(Stored items)
=======

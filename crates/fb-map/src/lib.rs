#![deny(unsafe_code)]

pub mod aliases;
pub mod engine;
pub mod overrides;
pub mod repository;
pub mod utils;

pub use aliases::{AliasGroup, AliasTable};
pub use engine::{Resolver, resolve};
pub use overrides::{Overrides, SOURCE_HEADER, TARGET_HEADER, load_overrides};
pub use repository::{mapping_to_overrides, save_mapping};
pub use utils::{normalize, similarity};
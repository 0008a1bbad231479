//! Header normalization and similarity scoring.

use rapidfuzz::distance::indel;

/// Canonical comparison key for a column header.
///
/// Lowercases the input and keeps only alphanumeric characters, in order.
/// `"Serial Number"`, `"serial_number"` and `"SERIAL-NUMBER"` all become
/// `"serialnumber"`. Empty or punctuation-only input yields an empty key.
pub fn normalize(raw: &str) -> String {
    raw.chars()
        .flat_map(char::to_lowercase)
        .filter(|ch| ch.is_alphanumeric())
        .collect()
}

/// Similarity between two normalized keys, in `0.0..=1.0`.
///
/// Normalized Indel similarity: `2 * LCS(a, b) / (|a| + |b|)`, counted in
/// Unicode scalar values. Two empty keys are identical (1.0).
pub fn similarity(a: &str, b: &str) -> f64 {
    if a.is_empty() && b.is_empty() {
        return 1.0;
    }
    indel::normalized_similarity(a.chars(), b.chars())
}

=======

# Task to complete:
Filter the entries above down to the lines that hold the word "repository", and copy those lines.

# Task solution:
pub mod repository;
pub use repository::{mapping_to_overrides, save_mapping};
repository 0008a1bbad231479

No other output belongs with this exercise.